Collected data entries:
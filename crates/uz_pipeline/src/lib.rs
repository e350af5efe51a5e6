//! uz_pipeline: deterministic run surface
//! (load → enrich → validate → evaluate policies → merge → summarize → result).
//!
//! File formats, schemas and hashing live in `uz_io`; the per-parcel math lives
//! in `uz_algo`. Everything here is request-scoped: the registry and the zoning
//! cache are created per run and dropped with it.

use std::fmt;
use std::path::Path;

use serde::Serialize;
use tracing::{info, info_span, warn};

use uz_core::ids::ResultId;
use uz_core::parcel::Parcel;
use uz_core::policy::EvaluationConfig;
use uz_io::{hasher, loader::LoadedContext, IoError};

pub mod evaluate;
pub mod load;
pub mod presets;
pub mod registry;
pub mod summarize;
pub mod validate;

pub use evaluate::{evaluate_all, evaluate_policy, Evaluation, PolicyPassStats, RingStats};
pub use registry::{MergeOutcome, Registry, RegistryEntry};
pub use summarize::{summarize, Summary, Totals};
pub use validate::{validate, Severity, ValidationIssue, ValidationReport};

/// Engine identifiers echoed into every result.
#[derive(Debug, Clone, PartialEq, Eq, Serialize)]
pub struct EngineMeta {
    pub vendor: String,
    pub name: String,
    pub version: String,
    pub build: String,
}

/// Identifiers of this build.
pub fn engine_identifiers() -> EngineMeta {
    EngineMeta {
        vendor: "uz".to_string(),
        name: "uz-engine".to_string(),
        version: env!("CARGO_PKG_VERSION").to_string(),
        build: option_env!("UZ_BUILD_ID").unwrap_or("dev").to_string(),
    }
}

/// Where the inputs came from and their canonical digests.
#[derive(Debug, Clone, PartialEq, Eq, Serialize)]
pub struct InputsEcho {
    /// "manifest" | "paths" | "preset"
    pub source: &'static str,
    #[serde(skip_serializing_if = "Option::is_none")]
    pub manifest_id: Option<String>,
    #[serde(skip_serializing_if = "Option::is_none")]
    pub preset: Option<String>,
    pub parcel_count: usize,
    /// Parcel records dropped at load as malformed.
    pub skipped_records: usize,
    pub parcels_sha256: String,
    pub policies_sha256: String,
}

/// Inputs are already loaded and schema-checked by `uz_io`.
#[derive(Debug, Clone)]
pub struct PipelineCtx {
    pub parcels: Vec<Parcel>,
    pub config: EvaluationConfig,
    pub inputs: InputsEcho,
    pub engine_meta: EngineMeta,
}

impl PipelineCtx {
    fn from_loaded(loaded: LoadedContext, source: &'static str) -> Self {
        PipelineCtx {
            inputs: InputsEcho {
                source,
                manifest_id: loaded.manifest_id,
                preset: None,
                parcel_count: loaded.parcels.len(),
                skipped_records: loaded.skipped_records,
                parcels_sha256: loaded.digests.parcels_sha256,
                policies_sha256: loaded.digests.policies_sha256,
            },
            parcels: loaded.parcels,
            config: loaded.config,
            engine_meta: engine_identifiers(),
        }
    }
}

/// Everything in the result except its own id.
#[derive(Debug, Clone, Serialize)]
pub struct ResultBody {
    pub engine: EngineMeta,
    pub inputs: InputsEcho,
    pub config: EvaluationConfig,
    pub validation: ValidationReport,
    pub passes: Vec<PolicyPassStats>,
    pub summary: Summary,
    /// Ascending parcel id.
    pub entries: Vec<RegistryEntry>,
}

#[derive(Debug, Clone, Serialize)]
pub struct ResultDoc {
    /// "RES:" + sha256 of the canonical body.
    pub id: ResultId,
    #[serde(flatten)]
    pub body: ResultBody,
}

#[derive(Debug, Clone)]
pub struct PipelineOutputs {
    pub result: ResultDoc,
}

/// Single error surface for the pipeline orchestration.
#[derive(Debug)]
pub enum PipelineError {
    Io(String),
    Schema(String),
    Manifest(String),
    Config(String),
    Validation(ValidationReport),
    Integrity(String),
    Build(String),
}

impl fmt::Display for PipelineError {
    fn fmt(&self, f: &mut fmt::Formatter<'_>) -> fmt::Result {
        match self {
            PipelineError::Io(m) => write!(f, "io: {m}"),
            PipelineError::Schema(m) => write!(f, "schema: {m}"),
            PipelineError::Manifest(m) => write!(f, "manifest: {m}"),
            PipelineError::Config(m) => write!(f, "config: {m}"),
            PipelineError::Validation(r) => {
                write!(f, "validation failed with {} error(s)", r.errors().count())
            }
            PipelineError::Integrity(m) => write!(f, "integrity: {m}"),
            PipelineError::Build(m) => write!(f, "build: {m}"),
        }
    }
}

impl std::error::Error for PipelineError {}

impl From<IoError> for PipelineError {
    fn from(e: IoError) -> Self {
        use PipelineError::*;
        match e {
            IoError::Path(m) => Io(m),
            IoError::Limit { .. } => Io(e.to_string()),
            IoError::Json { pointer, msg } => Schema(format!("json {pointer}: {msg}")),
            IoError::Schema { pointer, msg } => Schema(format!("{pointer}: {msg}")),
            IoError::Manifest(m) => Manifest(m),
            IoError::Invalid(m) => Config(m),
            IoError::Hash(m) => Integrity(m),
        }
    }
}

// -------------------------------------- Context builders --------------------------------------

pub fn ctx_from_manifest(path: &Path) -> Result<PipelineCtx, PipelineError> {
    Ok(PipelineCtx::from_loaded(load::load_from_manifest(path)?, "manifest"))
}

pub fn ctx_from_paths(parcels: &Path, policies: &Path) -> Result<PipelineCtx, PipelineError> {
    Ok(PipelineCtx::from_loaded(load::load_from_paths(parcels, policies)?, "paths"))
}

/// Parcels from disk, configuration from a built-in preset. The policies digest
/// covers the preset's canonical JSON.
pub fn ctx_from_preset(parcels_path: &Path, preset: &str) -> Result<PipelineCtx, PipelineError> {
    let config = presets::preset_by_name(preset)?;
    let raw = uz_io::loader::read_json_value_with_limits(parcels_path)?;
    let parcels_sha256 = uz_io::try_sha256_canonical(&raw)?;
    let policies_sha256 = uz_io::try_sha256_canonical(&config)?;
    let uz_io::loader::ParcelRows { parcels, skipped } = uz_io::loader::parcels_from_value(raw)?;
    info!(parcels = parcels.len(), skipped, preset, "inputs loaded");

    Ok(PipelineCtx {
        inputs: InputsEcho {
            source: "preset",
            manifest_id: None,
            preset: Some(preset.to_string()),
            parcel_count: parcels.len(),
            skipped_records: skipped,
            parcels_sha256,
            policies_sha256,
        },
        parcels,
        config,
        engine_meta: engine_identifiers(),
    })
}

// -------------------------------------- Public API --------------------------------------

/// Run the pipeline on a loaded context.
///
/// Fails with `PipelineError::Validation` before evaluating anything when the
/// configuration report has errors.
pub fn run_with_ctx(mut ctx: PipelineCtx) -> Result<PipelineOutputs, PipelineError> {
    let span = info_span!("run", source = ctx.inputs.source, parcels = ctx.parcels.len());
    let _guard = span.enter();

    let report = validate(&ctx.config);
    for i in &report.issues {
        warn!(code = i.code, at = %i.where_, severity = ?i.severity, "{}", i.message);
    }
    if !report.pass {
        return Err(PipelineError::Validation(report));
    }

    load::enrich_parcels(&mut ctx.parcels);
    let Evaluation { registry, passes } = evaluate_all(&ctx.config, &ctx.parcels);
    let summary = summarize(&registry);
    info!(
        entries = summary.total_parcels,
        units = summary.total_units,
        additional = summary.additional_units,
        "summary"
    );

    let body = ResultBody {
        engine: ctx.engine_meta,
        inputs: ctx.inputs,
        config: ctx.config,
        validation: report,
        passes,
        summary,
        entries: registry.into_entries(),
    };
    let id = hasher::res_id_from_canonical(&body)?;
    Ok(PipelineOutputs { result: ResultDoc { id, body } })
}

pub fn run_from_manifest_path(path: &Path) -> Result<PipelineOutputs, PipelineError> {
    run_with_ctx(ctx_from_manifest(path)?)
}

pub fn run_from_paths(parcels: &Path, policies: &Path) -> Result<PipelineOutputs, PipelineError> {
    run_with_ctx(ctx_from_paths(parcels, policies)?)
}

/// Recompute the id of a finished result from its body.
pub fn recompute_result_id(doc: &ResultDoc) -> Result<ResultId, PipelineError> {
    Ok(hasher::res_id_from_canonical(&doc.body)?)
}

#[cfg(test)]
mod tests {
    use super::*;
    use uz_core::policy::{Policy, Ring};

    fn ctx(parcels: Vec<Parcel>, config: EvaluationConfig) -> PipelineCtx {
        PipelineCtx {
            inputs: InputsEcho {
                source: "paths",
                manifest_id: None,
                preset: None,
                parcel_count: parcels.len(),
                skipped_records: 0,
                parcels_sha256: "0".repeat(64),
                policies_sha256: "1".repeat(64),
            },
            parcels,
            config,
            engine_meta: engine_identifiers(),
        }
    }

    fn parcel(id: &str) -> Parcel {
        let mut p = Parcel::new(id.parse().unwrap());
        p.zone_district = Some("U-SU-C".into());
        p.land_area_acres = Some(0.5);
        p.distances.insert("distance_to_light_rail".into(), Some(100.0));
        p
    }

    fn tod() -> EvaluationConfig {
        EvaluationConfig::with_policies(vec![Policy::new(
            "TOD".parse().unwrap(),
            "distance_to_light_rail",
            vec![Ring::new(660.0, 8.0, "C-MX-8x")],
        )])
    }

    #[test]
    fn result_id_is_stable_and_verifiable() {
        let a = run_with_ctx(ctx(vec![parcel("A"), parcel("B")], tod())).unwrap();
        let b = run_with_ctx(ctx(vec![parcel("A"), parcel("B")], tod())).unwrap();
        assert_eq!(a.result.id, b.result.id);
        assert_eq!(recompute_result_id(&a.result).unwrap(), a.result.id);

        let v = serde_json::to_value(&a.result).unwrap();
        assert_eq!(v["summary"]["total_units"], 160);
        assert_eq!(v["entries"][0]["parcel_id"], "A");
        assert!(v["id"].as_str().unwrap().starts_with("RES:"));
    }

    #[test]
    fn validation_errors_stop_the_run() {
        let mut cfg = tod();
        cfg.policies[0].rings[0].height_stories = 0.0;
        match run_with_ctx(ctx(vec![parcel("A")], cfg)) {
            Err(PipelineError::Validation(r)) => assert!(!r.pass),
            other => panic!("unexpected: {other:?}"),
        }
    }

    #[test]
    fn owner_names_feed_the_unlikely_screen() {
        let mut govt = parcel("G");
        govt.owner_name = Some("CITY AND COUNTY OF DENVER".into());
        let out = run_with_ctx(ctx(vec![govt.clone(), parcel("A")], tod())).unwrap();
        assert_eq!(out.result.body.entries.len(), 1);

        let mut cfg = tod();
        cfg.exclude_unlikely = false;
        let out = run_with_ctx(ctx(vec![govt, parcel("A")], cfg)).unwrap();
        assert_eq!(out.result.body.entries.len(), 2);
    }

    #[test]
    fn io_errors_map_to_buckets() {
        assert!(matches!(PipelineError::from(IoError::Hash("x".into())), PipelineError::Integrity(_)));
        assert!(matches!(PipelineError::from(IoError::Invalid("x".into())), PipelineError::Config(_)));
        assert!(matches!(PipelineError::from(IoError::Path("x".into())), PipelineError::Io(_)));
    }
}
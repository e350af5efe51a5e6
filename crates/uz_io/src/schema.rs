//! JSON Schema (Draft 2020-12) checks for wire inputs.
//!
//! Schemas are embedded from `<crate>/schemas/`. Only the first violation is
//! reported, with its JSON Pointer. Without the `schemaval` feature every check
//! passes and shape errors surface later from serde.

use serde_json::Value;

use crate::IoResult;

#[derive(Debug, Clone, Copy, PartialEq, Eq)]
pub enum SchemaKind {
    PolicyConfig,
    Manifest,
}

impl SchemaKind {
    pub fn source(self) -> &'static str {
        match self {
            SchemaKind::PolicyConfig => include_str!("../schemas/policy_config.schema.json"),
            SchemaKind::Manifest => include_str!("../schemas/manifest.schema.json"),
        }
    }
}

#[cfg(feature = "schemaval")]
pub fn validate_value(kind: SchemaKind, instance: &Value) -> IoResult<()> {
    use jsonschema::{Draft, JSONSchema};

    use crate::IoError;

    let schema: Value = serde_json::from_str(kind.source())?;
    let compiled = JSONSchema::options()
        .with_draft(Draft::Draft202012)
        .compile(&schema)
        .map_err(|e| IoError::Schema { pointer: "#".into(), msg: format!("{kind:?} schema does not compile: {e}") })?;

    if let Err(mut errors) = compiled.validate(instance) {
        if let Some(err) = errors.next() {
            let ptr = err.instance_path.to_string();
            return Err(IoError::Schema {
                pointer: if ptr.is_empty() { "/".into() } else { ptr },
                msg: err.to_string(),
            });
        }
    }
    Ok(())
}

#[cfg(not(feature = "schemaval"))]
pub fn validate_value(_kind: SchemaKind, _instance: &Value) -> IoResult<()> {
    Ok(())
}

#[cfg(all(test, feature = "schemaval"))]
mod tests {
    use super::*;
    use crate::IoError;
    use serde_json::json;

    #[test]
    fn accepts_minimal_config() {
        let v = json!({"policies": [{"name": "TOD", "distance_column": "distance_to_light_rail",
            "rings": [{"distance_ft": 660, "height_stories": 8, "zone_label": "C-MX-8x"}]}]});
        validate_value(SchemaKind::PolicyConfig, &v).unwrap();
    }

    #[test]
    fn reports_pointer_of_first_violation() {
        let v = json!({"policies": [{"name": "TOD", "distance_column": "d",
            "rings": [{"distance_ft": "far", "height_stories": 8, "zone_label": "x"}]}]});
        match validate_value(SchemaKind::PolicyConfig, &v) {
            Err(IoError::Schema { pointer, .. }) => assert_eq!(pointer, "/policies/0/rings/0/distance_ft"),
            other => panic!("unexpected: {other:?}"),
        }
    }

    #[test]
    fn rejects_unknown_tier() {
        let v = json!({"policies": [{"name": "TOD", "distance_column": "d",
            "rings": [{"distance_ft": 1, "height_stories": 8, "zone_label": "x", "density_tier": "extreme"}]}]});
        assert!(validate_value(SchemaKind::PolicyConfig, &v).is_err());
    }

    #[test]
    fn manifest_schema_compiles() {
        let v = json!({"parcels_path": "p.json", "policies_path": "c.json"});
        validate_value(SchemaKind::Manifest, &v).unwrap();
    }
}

## Task brief
All that should be written out is the stretch of lines above between the one holding "use std::path::Path;" and the one holding "pub mod summarize;", inclusive, exactly as given.

## Worked solution
use std::path::Path;

use serde::Serialize;
use tracing::{info, info_span, warn};

use uz_core::ids::ResultId;
use uz_core::parcel::Parcel;
use uz_core::policy::EvaluationConfig;
use uz_io::{hasher, loader::LoadedContext, IoError};

pub mod evaluate;
pub mod load;
pub mod presets;
pub mod registry;
pub mod summarize;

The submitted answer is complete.